# [Goal of the exercise]
Count the lines containing "await" in the entries underneath, and state that count without anything else.

[[ Records shown, beginning ]]

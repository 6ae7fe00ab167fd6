use std::sync::Arc;

use bytes::Bytes;
use chrono::Utc;
use common::{
    error::AppError,
    storage::{
        db::SurrealDbClient,
        store::{source_object_key, StorageManager},
        types::source::{Source, SourceKind, SourceStatus},
    },
};
use serde::Serialize;
use sha2::{Digest, Sha256};
use tracing::{info, warn};

/// Extensions accepted for direct file uploads.
const ALLOWED_EXTENSIONS: [&str; 3] = ["pdf", "txt", "md"];
const ALLOWED_CONTENT_TYPES: [&str; 3] = ["application/pdf", "text/plain", "text/markdown"];

pub struct UploadedFile {
    pub file_name: String,
    pub content_type: Option<String>,
    pub bytes: Bytes,
}

#[derive(Debug, Clone, Serialize)]
pub struct SourceReceipt {
    pub source_id: String,
    pub title: String,
    pub status: SourceStatus,
    /// True when an existing source was returned instead of a new row.
    pub reused: bool,
}

#[derive(Debug, Clone, Serialize)]
pub struct RejectedFile {
    pub file_name: String,
    pub reason: String,
}

#[derive(Debug, Default, Serialize)]
pub struct UploadOutcome {
    pub receipts: Vec<SourceReceipt>,
    pub rejected: Vec<RejectedFile>,
}

impl UploadOutcome {
    /// Ids of newly created sources that need a processing run dispatched.
    /// Reused sources are excluded: their original run owns the state
    /// machine and a competing run would trip the chunk unique index.
    pub fn pending_source_ids(&self) -> Vec<String> {
        self.receipts
            .iter()
            .filter(|r| !r.reused && r.status == SourceStatus::Processing)
            .map(|r| r.source_id.clone())
            .collect()
    }
}

/// Accepts uploads, validates them, persists the bytes and creates Source
/// rows in `processing`. Rejected files are skipped without failing the
/// batch. Actual processing happens in the background dispatcher.
pub struct UploadService {
    db: Arc<SurrealDbClient>,
    storage: StorageManager,
    max_upload_bytes: usize,
}

impl UploadService {
    pub fn new(db: Arc<SurrealDbClient>, storage: StorageManager, max_upload_bytes: usize) -> Self {
        Self {
            db,
            storage,
            max_upload_bytes,
        }
    }

    pub async fn ingest_upload(
        &self,
        notebook_id: &str,
        user_id: &str,
        files: Vec<UploadedFile>,
        url: Option<String>,
        text: Option<String>,
        title: Option<String>,
    ) -> Result<UploadOutcome, AppError> {
        let has_url = url.as_deref().is_some_and(|u| !u.trim().is_empty());
        let has_text = text.as_deref().is_some_and(|t| !t.trim().is_empty());
        if files.is_empty() && !has_url && !has_text {
            return Err(AppError::Validation(
                "At least one of files, url or text is required".to_string(),
            ));
        }

        let mut outcome = UploadOutcome::default();

        for file in files {
            match self.accept_file(notebook_id, user_id, &file).await {
                Ok(receipt) => outcome.receipts.push(receipt),
                Err(AppError::Validation(reason)) => {
                    warn!(file = %file.file_name, %reason, "rejected upload");
                    outcome.rejected.push(RejectedFile {
                        file_name: file.file_name.clone(),
                        reason,
                    });
                }
                Err(other) => return Err(other),
            }
        }

        if has_url {
            let url = url.unwrap_or_default();
            let source = Source::new(
                notebook_id.to_string(),
                SourceKind::Url,
                title.clone().unwrap_or_else(|| url.clone()),
                Some(url),
                None,
                serde_json::json!({}),
            );
            outcome.receipts.push(self.persist_source(source).await?);
        }

        if has_text {
            let body = text.unwrap_or_default();
            let receipt = self
                .accept_file(
                    notebook_id,
                    user_id,
                    &UploadedFile {
                        file_name: "pasted-text.txt".to_string(),
                        content_type: Some("text/plain".to_string()),
                        bytes: Bytes::from(body.into_bytes()),
                    },
                )
                .await?;
            // Pasted text carries the request title when one was given.
            let receipt = match &title {
                Some(title) if !receipt.reused && receipt.status == SourceStatus::Processing => {
                    self.retitle(&receipt.source_id, title).await?;
                    SourceReceipt {
                        title: title.clone(),
                        ..receipt
                    }
                }
                _ => receipt,
            };
            outcome.receipts.push(receipt);
        }

        Ok(outcome)
    }

    async fn accept_file(
        &self,
        notebook_id: &str,
        user_id: &str,
        file: &UploadedFile,
    ) -> Result<SourceReceipt, AppError> {
        self.validate_file(file)?;

        let sha256 = format!("{:x}", Sha256::digest(&file.bytes));
        if let Some(existing) = Source::find_by_content_hash(notebook_id, &sha256, &self.db).await?
        {
            info!(source_id = %existing.id, "duplicate upload, reusing existing source");
            return Ok(SourceReceipt {
                source_id: existing.id,
                title: existing.title,
                status: existing.status,
                reused: true,
            });
        }

        let sanitized = sanitize_file_name(&file.file_name);
        let key = source_object_key(
            user_id,
            notebook_id,
            Utc::now().timestamp_millis(),
            &sanitized,
        );

        self.storage
            .put(&key, file.bytes.clone())
            .await
            .map_err(|e| AppError::external("StorageProvider", e))?;

        let extension = extension_of(&file.file_name);
        let kind = if extension == "pdf" {
            SourceKind::Pdf
        } else {
            SourceKind::Text
        };

        let source = Source::new(
            notebook_id.to_string(),
            kind,
            file.file_name.clone(),
            None,
            Some(key),
            serde_json::json!({
                "sha256": sha256,
                "file_type": extension,
                "size_bytes": file.bytes.len(),
            }),
        );

        self.persist_source(source).await
    }

    async fn persist_source(&self, source: Source) -> Result<SourceReceipt, AppError> {
        let receipt = SourceReceipt {
            source_id: source.id.clone(),
            title: source.title.clone(),
            status: source.status,
            reused: false,
        };
        self.db.store_item(source).await?;
        Ok(receipt)
    }

    async fn retitle(&self, source_id: &str, title: &str) -> Result<(), AppError> {
        self.db
            .client
            .query("UPDATE type::thing('source', $id) SET title = $title")
            .bind(("id", source_id.to_string()))
            .bind(("title", title.to_string()))
            .await?
            .check()?;
        Ok(())
    }

    fn validate_file(&self, file: &UploadedFile) -> Result<(), AppError> {
        if file.bytes.len() > self.max_upload_bytes {
            return Err(AppError::Validation(format!(
                "File exceeds the {} byte limit",
                self.max_upload_bytes
            )));
        }

        let extension = extension_of(&file.file_name);
        let extension_ok = ALLOWED_EXTENSIONS.contains(&extension.as_str());
        let content_type_ok = file
            .content_type
            .as_deref()
            .map(|ct| ct.split(';').next().unwrap_or(ct).trim())
            .is_some_and(|ct| ALLOWED_CONTENT_TYPES.contains(&ct));

        if !extension_ok && !content_type_ok {
            return Err(AppError::Validation(format!(
                "Unsupported file type: {}",
                file.file_name
            )));
        }

        Ok(())
    }
}

fn extension_of(file_name: &str) -> String {
    file_name
        .rsplit_once('.')
        .map(|(_, ext)| ext.to_ascii_lowercase())
        .unwrap_or_default()
}

/// Replace anything outside `[A-Za-z0-9_]` in the stem with underscores,
/// keeping the extension readable.
fn sanitize_file_name(file_name: &str) -> String {
    let sanitize = |part: &str| -> String {
        part.chars()
            .map(|c| {
                if c.is_ascii_alphanumeric() || c == '_' {
                    c
                } else {
                    '_'
                }
            })
            .collect()
    };

    match file_name.rsplit_once('.') {
        Some((stem, ext)) => {
            format!("{}.{}", sanitize(stem), sanitize(&ext.to_ascii_lowercase()))
        }
        None => sanitize(file_name),
    }
}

[[ Records shown, end ]]

# [Task answer]
9